The women’s rights movement began in the USA nearly a century before the vote was finally granted. Some US states had given women the right to vote by the end of the 19th  century but the constitution was not ratified for all women until August 20, 1920. Across the Atlantic, militant British suffragettes believed in “Deeds not Words.” They broke windows, started fires and went on hunger strike when they were arrested. Cartoonists lampooned their excesses and the Doulton pottery produced inkwells of an ugly woman and her baby mocking the movement. In 1918, the vote was given to British women aged 30 or over, which was reduced to 21 ten years later. However, getting the vote was just one of the challenges faced by working women.

Angel of the Household

During the Victorian era, a woman’s place was in the home as the “angel of the household” and formal education was not customary for girls. Ambitious young women with a talent for the arts could enroll at the National School of Design in London which was opened for women in 1842. The school catered to gentlewomen, aged 13 to 30, who demonstrated a need to work. One of the more preposterous suggestions to deter those who left artistic careers to marry was that only ugly women be admitted to art schools!

Art Pottery Studios

In 1871, encouraged by the success of this venture, Colin Minton Campbell set up the Minton Art Pottery Studio next door to the school and around 25 ladies were employed to paint on pottery. When the Minton studio was destroyed by fire in 1875, some young women found employment at Doulton’s new art pottery studio, which was established in 1872 in collaboration with the Lambeth School of Art. Typically, girls began their Doulton careers at the age of 13 and their wages increased for each government exam that they passed.
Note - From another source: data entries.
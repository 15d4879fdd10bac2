//! # Exchange history
//!
//! Read-only projection joining purchase records, items, redeem records and
//! `GIFT_USED` notices into one entry per purchase.
//!
//! Items and redeem records carry explicit ids (`purchaseRecordId`,
//! `itemId`); those are joined first. Documents written before the ids
//! existed fall back to name matching, and an entry whose name matched more
//! than one legacy item is flagged `ambiguous`.

use std::collections::{HashMap, HashSet};

use chrono::{DateTime, Utc};
use domains::{Filter, Item, ItemStatus, Notice, Query, Record, Result, Store, User};
use serde::Serialize;

use crate::gifts::{EXCHANGE_REASON_PREFIX, GIFT_USE_MESSAGE_PREFIX, REDEEM_REASON_PREFIX};
use crate::page::{Page, PageRequest};

#[derive(Debug, Clone, Copy, PartialEq, Eq, Default)]
pub enum HistoryFilter {
    #[default]
    All,
    Unused,
    /// Used items, plus purchases whose item no longer exists.
    Used,
}

#[derive(Debug, Clone, Copy, PartialEq, Eq, Serialize)]
#[serde(rename_all = "lowercase")]
pub enum HistoryStatus {
    Unused,
    Used,
    Deleted,
}

#[derive(Debug, Clone, PartialEq, Serialize)]
#[serde(rename_all = "camelCase")]
pub struct PurchaseEntry {
    pub id: String,
    pub amount: i64,
    #[serde(with = "chrono::serde::ts_milliseconds")]
    pub create_time: DateTime<Utc>,
    pub operator: String,
}

#[derive(Debug, Clone, PartialEq, Serialize)]
#[serde(rename_all = "camelCase")]
pub struct UseEntry {
    pub id: String,
    #[serde(with = "chrono::serde::ts_milliseconds")]
    pub use_time: DateTime<Utc>,
    pub operator: String,
    pub receiver: String,
    pub message: String,
}

#[derive(Debug, Clone, PartialEq, Serialize)]
#[serde(rename_all = "camelCase")]
pub struct HistoryEntry {
    /// The item id, or `virtual_{record id}` when the item is gone.
    pub id: String,
    pub name: String,
    pub image: String,
    pub points: i64,
    pub status: HistoryStatus,
    #[serde(with = "chrono::serde::ts_milliseconds")]
    pub create_time: DateTime<Utc>,
    pub is_deleted: bool,
    pub ambiguous: bool,
    pub purchase_record: PurchaseEntry,
    #[serde(skip_serializing_if = "Option::is_none")]
    pub use_record: Option<UseEntry>,
}

#[derive(Debug, Clone, Copy, PartialEq, Eq, Serialize)]
#[serde(rename_all = "lowercase")]
pub enum UsageDirection {
    Sent,
    Received,
}

#[derive(Debug, Clone, PartialEq, Serialize)]
#[serde(rename_all = "camelCase")]
pub struct UsageEntry {
    pub id: String,
    pub gift_name: String,
    pub direction: UsageDirection,
    #[serde(with = "chrono::serde::ts_milliseconds")]
    pub create_time: DateTime<Utc>,
    pub read: bool,
    pub title: String,
}

/// Display label for a participant, relative to the viewer.
fn display_name(users: &HashMap<String, User>, id: Option<&str>, viewer: &str) -> String {
    match id {
        None => "unknown".to_string(),
        Some(id) if id == viewer => "me".to_string(),
        Some(id) => users
            .get(id)
            .map(|u| u.nick_name.clone())
            .filter(|n| !n.is_empty())
            .unwrap_or_else(|| "partner".to_string()),
    }
}

#[derive(Clone)]
pub struct HistoryService {
    store: Store,
}

impl HistoryService {
    pub fn new(store: Store) -> Self {
        Self { store }
    }

    fn use_notices_filter(user: &str) -> Filter {
        Filter::eq("type", "GIFT_USED")
            .and(Filter::Or(vec![Filter::eq("senderId", user), Filter::eq("receiverId", user)]))
    }

    pub async fn exchange_history(
        &self,
        user: &str,
        filter: HistoryFilter,
        page: PageRequest,
    ) -> Result<Page<HistoryEntry>> {
        let purchases: Vec<Record> = self
            .store
            .find(&Query::newest_first(
                Filter::eq("userId", user)
                    .and(Filter::eq("type", "outcome"))
                    .and(Filter::prefix("reason", EXCHANGE_REASON_PREFIX)),
            ))
            .await?;
        let items: Vec<Item> = self.store.find(&Query::newest_first(Filter::eq("userId", user))).await?;
        let uses: Vec<Record> = self
            .store
            .find(&Query::newest_first(Filter::eq("userId", user).and(Filter::eq("type", "gift_use"))))
            .await?;
        let notices: Vec<Notice> = self.store.find(&Query::newest_first(Self::use_notices_filter(user))).await?;

        let mut ids: HashSet<String> = HashSet::from([user.to_string()]);
        ids.extend(notices.iter().flat_map(|n| [n.sender_id.clone(), n.receiver_id.clone()]));
        let users: HashMap<String, User> = self
            .store
            .find::<User>(&Query::new(Filter::any_of("id", ids)))
            .await?
            .into_iter()
            .map(|u| (u.id.clone(), u))
            .collect();

        let entries = join(user, &purchases, &items, &uses, &notices, &users);
        let filtered = entries
            .into_iter()
            .filter(|e| match filter {
                HistoryFilter::All => true,
                HistoryFilter::Unused => e.status == HistoryStatus::Unused,
                HistoryFilter::Used => e.status != HistoryStatus::Unused,
            })
            .collect();
        Ok(page.slice(filtered))
    }

    /// Redemption requests sent or received by `user`, newest first.
    pub async fn gift_usage(&self, user: &str, page: PageRequest) -> Result<Vec<UsageEntry>> {
        let query = Query::newest_first(Self::use_notices_filter(user)).page(page.page, page.page_size);
        let notices: Vec<Notice> = self.store.find(&query).await?;
        Ok(notices
            .into_iter()
            .map(|n| UsageEntry {
                gift_name: n.message.strip_prefix(GIFT_USE_MESSAGE_PREFIX).unwrap_or(&n.message).to_string(),
                direction: if n.sender_id == user { UsageDirection::Sent } else { UsageDirection::Received },
                id: n.id,
                create_time: n.create_time,
                read: n.read,
                title: n.title,
            })
            .collect())
    }
}

fn join(
    viewer: &str,
    purchases: &[Record],
    items: &[Item],
    uses: &[Record],
    notices: &[Notice],
    users: &HashMap<String, User>,
) -> Vec<HistoryEntry> {
    let mut claimed_items: HashSet<&str> = HashSet::new();
    let mut claimed_uses: HashSet<&str> = HashSet::new();

    purchases
        .iter()
        .map(|record| {
            let name = record.reason.strip_prefix(EXCHANGE_REASON_PREFIX).unwrap_or(&record.reason).trim();

            // Linked item first, then the closest-in-time unclaimed legacy
            // item of the same name.
            let mut ambiguous = false;
            let linked = items.iter().find(|i| {
                i.purchase_record_id.as_deref() == Some(record.id.as_str())
                    || record.item_id.as_deref() == Some(i.id.as_str())
            });
            let item = linked.or_else(|| {
                let candidates: Vec<&Item> = items
                    .iter()
                    .filter(|i| i.purchase_record_id.is_none() && i.name == name)
                    .filter(|i| !claimed_items.contains(i.id.as_str()))
                    .collect();
                ambiguous = candidates.len() > 1;
                candidates
                    .into_iter()
                    .min_by_key(|i| (i.create_time - record.create_time).num_milliseconds().abs())
            });
            if let Some(item) = item {
                claimed_items.insert(item.id.as_str());
            }

            let use_record = item
                .and_then(|item| uses.iter().find(|u| u.item_id.as_deref() == Some(item.id.as_str())))
                .or_else(|| {
                    let legacy_reason = format!("{REDEEM_REASON_PREFIX}{name}");
                    uses.iter().find(|u| {
                        u.item_id.is_none() && u.reason == legacy_reason && !claimed_uses.contains(u.id.as_str())
                    })
                });
            let use_entry = use_record.map(|u| {
                claimed_uses.insert(u.id.as_str());
                let message = format!("{GIFT_USE_MESSAGE_PREFIX}{name}");
                let notice = notices
                    .iter()
                    .filter(|n| n.message == message && n.create_time >= record.create_time)
                    .min_by_key(|n| (n.create_time - u.create_time).num_milliseconds().abs());
                UseEntry {
                    id: u.id.clone(),
                    use_time: item.and_then(|i| i.use_time).unwrap_or(u.create_time),
                    operator: display_name(users, notice.map(|n| n.sender_id.as_str()).or(Some(viewer)), viewer),
                    receiver: display_name(users, notice.map(|n| n.receiver_id.as_str()), viewer),
                    message: notice.map(|n| n.message.clone()).unwrap_or_default(),
                }
            });

            HistoryEntry {
                id: item.map(|i| i.id.clone()).unwrap_or_else(|| format!("virtual_{}", record.id)),
                name: name.to_string(),
                image: item.map(|i| i.image.clone()).unwrap_or_default(),
                points: record.amount.abs(),
                status: match item.map(|i| i.status) {
                    Some(ItemStatus::Unused) => HistoryStatus::Unused,
                    Some(ItemStatus::Used) => HistoryStatus::Used,
                    None => HistoryStatus::Deleted,
                },
                create_time: record.create_time,
                is_deleted: item.is_none(),
                ambiguous,
                purchase_record: PurchaseEntry {
                    id: record.id.clone(),
                    amount: record.amount,
                    create_time: record.create_time,
                    operator: display_name(users, Some(record.user_id.as_str()), viewer),
                },
                use_record: use_entry,
            }
        })
        .collect()
}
Many were taught by Miss Florence Lewis, who wrote the first guidebook on pottery painting. To mark the 10th anniversary of their employment, 229 lady artists of Lambeth presented Henry Doulton with an illuminated album “to take this opportunity of expressing our obligations to you for the origination of an occupation at once so interesting and elevating to so large a number of our sex.”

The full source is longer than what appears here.